News that Canada’s Barrick Gold, the world’s largest gold producer, has finally wound up its infamous hedge book will come as a relief to its investors and no great surprise to the rest of the industry even though it has cost the firm some $5.7bn. Barrick sold forward part of its production at fixed prices years ago and in the falling market of the 1990’s served the company well but as the gold price took off during this decade, Barrick was forced to continue to deliver gold at below the market price. A salient example that hedges are no guarantee to constant profits.

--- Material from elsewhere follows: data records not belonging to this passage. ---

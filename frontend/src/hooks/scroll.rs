use yew::prelude::*;

use crate::utils::scroll::{ScrollProgressBinding, ScrollThresholdBinding};

/// Damped header progress in `[0, 1]`, updated from scroll position.
#[hook]
pub fn use_scroll_progress() -> f64 {
    let progress = use_state_eq(|| 0.0_f64);
    {
        let progress = progress.clone();
        use_effect_with_deps(
            move |_| {
                let on_progress = Callback::from(move |value: f64| progress.set(value));
                let binding = match ScrollProgressBinding::attach(on_progress) {
                    Ok(binding) => Some(binding),
                    Err(err) => {
                        log::warn!("header stays in its top position: {}", err);
                        None
                    }
                };
                move || drop(binding)
            },
            (),
        );
    }
    *progress
}

/// Whether the page is scrolled past the classic header threshold.
#[hook]
pub fn use_scroll_threshold() -> bool {
    let scrolled = use_state_eq(|| false);
    {
        let scrolled = scrolled.clone();
        use_effect_with_deps(
            move |_| {
                let on_change = Callback::from(move |value: bool| scrolled.set(value));
                let binding = ScrollThresholdBinding::attach(on_change)
                    .map_err(|err| log::warn!("scroll threshold unavailable: {}", err))
                    .ok();
                move || drop(binding)
            },
            (),
        );
    }
    *scrolled
}
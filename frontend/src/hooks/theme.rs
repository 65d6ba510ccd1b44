use yew::prelude::*;

use crate::theme::{self, LocalThemeStore, Theme};

#[derive(Clone, PartialEq)]
pub struct ThemeHandle {
    pub theme: Theme,
    pub toggle: Callback<MouseEvent>,
}

/// Reads the stored preference once on mount; every toggle is written back
/// and mirrored on the document root.
#[hook]
pub fn use_theme() -> ThemeHandle {
    let current = use_state_eq(|| theme::load(&LocalThemeStore));

    {
        let mounted = *current;
        use_effect_with_deps(
            move |_| {
                log::info!("theme: {}", mounted);
                if let Err(err) = theme::apply_to_document(mounted) {
                    log::warn!("{}", err);
                }
                || ()
            },
            (),
        );
    }

    let toggle = {
        let current = current.clone();
        Callback::from(move |_: MouseEvent| {
            let next = current.toggled();
            current.set(next);
            theme::persist(&LocalThemeStore, next);
            if let Err(err) = theme::apply_to_document(next) {
                log::warn!("{}", err);
            }
            log::info!("theme changed to {}", next);
        })
    };

    ThemeHandle {
        theme: *current,
        toggle,
    }
}
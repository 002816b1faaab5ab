use crate::error::{Result, SuffixTreeError};
use crate::symbol::{Symbol, MAX_SEQUENCES};

/// The assembled symbol buffer plus the bookkeeping needed to map a
/// position in it back to the original sequence it came from.
///
/// Grounded on spec.md §4.1 / `STree4CS._build_generalized` +
/// `_generalized_word_starts`: concatenate every input sequence, inserting
/// one freshly synthesized terminator between (and after) each one, and
/// record the original `[begin, end)` span and the word-start position of
/// each sequence.
pub struct Assembled {
    pub buffer: Vec<Symbol>,
    pub word_starts: Vec<usize>,
    pub begins: Vec<usize>,
    pub ends: Vec<usize>,
}

/// Concatenates `sequences` into a single symbol buffer, inserting one
/// distinct terminator after every sequence.
///
/// Terminators are generated in increasing magnitude starting at index 0
/// and are never reused; `TooManyInputs` is returned rather than panicking
/// once the generator would have to mint one past `MAX_SEQUENCES`.
pub fn assemble(sequences: &[Vec<i64>]) -> Result<Assembled> {
    if sequences.len() > MAX_SEQUENCES {
        return Err(SuffixTreeError::too_many_inputs(sequences.len(), MAX_SEQUENCES));
    }

    let total_len: usize = sequences.iter().map(|s| s.len() + 1).sum();
    let mut buffer = Vec::with_capacity(total_len);
    let mut word_starts = Vec::with_capacity(sequences.len());
    let mut begins = Vec::with_capacity(sequences.len());
    let mut ends = Vec::with_capacity(sequences.len());

    for (seq_id, sequence) in sequences.iter().enumerate() {
        word_starts.push(buffer.len());
        begins.push(buffer.len());
        buffer.extend(sequence.iter().map(|&v| Symbol::User(v)));
        ends.push(buffer.len());
        buffer.push(Symbol::Terminator(seq_id));
    }

    Ok(Assembled { buffer, word_starts, begins, ends })
}

#[cfg(test)]
mod tests {
    use super::*;

    #[test]
    fn single_sequence_gets_one_terminator() {
        let assembled = assemble(&[vec![1, 2, 3]]).unwrap();
        assert_eq!(
            assembled.buffer,
            vec![Symbol::User(1), Symbol::User(2), Symbol::User(3), Symbol::Terminator(0)]
        );
        assert_eq!(assembled.word_starts, vec![0]);
        assert_eq!(assembled.begins, vec![0]);
        assert_eq!(assembled.ends, vec![3]);
    }

    #[test]
    fn multiple_sequences_get_distinct_terminators() {
        let assembled = assemble(&[vec![1, 2], vec![3, 4, 5]]).unwrap();
        assert_eq!(
            assembled.buffer,
            vec![
                Symbol::User(1),
                Symbol::User(2),
                Symbol::Terminator(0),
                Symbol::User(3),
                Symbol::User(4),
                Symbol::User(5),
                Symbol::Terminator(1),
            ]
        );
        assert_eq!(assembled.word_starts, vec![0, 3]);
        assert_eq!(assembled.begins, vec![0, 3]);
        assert_eq!(assembled.ends, vec![2, 6]);
    }

    #[test]
    fn too_many_inputs_is_rejected() {
        let sequences: Vec<Vec<i64>> = (0..MAX_SEQUENCES + 1).map(|_| vec![1]).collect();
        let err = assemble(&sequences).unwrap_err();
        assert_eq!(
            err,
            SuffixTreeError::TooManyInputs { supplied: MAX_SEQUENCES + 1, max: MAX_SEQUENCES }
        );
    }
}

Following news of the liquidation of the hedge, Barrick’s fortunes are now aligned with the other gold majors and so it is no surprise to hear Aaron Regent, President of the company start talking the gold price up. In a report in the Telegraph newspaper, Regent is quoted as saying that global output has been falling by roughly 1m ounces a year since the start of the decade. Total mine supply has dropped by 10% as ore quality erodes, implying that the roaring bull market of the last eight years may have further to run. Ore grades have fallen from around 12 grams per metric ton in 1950 to nearer 3 grams in the US, Canada, and Australia. South Africa’s output has halved since peaking in 1970. In addition, the above ground mines of central banks have moved from being net sellers to net buyers as Asia’s central banks have gradually increased gold holdings at the expense of dollars.
All is true but is the logical conclusion that prices will continue to rise? In a separate article various opinions were detailed with mixed results. Barclays Capital was fairly neutral saying only the price would average US$1140 per ounce in the first half of 2010. Jim Rogers of Rogers Holdings in Singapore pointed to the last peak in 1980 adjusted for inflation, would be over US$2,000 and so concluded gold had a long way to run unhelpfully he went on to say this could be sometime in the next decade. 370 delegates at the London Bullion Market Association’s annual conference were polled and predicted gold would be at US$1181 in 12 months time marginally up from current prices. Standard Chartered London are being much more bullish suggesting US$1200 is possible before the end of this year on the back of continued dollar weakness. Nouriel Roubini, Professor of Economics at New York University’s Stern School of Business is less enthusiastic saying he could see the price going a little higher “But those people who delude themselves that gold can go to $1,500 or $2,000 are just talking nonsense. The fundamentals are not justified, and those people are just talking their books.
Confused? Join the rest of us. In the short term, gold does appear to be in a dollar play. The dollar weakens and gold rises but the wall of noise pushing it up is almost deafening. In the absence of a real risk of inflation, one has to wonder how much further the metal can go. Declining ore grades or not when most of the demand is investment rather than real consumption the available store of metal is actually increasing not decreasing. In the short term that doesn’t stop the price rising but it stacks the fundamentals against it staying high indefinitely. As interest rates rise the attractions of a possible capital appreciation may not look quiet as attractive as an equity market that is able to pay dividends.